BEGIN EXERCISE MATERIALS
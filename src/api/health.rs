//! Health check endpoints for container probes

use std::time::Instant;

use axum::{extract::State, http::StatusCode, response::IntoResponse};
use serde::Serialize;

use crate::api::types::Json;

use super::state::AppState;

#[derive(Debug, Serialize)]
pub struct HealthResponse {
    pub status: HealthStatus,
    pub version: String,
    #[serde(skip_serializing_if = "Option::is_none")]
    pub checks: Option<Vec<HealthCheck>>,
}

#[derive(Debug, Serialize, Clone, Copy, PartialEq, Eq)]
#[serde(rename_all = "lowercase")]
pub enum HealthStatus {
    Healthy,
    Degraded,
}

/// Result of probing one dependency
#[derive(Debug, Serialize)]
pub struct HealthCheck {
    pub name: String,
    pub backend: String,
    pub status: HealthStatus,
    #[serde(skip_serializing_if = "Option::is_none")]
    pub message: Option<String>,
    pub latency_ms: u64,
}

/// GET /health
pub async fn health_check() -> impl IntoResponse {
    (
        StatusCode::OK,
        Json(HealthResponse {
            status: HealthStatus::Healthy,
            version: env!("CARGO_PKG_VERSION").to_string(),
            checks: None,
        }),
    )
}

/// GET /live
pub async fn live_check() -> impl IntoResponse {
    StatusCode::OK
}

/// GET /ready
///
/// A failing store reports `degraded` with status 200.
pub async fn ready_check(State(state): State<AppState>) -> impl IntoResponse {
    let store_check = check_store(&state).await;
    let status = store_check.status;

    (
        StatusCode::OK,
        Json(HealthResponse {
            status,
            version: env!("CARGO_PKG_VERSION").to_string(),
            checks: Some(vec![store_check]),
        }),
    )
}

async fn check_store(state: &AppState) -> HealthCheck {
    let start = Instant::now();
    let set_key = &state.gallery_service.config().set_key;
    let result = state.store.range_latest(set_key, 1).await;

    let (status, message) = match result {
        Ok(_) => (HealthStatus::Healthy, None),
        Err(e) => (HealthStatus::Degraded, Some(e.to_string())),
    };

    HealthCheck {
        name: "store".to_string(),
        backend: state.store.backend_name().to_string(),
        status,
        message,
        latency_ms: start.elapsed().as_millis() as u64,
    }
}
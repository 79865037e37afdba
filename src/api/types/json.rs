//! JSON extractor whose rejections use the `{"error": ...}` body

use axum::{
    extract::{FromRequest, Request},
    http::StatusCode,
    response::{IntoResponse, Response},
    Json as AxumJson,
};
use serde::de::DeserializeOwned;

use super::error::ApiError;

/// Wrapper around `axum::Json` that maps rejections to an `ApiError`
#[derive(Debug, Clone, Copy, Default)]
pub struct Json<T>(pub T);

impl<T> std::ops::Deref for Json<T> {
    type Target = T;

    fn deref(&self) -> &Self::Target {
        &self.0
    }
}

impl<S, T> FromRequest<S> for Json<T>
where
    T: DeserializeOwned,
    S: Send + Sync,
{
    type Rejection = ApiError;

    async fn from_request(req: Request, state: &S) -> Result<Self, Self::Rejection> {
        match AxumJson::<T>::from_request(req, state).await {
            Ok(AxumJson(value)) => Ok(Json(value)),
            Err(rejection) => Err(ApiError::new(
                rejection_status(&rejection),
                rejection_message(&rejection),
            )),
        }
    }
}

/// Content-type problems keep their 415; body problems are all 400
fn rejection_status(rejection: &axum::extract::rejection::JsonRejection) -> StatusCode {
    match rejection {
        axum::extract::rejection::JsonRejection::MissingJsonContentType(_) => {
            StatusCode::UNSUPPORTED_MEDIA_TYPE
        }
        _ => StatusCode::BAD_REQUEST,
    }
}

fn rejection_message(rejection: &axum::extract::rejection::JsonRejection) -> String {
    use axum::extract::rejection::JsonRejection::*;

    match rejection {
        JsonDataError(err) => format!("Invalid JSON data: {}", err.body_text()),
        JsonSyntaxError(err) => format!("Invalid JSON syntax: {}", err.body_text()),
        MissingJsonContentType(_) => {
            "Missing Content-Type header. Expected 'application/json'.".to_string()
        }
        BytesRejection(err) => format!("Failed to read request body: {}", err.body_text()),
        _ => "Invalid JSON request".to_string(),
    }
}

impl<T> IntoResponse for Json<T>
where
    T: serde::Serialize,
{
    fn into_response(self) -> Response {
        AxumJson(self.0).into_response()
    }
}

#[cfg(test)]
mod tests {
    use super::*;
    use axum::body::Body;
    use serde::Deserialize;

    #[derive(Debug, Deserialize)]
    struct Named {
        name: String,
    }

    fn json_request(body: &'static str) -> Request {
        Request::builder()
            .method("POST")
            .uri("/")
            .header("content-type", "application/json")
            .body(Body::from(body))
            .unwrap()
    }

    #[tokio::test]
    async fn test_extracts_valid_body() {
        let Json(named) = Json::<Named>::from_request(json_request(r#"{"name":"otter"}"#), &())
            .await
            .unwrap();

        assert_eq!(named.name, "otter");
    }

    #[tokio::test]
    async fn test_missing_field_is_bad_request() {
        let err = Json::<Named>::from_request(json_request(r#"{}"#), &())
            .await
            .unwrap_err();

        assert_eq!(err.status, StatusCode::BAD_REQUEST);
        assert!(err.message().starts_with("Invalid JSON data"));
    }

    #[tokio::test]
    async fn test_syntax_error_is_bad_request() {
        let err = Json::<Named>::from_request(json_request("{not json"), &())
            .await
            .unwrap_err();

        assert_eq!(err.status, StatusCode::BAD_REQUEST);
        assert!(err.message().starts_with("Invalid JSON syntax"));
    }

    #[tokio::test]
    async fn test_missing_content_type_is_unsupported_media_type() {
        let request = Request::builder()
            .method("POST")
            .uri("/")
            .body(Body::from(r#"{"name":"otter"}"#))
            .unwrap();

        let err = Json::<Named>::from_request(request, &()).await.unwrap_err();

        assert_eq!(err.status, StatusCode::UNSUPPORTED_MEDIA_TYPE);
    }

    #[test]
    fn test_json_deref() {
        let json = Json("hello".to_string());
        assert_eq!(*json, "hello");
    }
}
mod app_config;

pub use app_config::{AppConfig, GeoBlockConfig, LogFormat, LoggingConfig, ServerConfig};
END EXERCISE MATERIALS
WHAT IS REQUIRED:
All lines in the entries above that hold the word "ApiError" need to be copied.

SOLUTION TO THIS TASK:
use super::error::ApiError;
/// Wrapper around `axum::Json` that maps rejections to an `ApiError`
    type Rejection = ApiError;
            Err(rejection) => Err(ApiError::new(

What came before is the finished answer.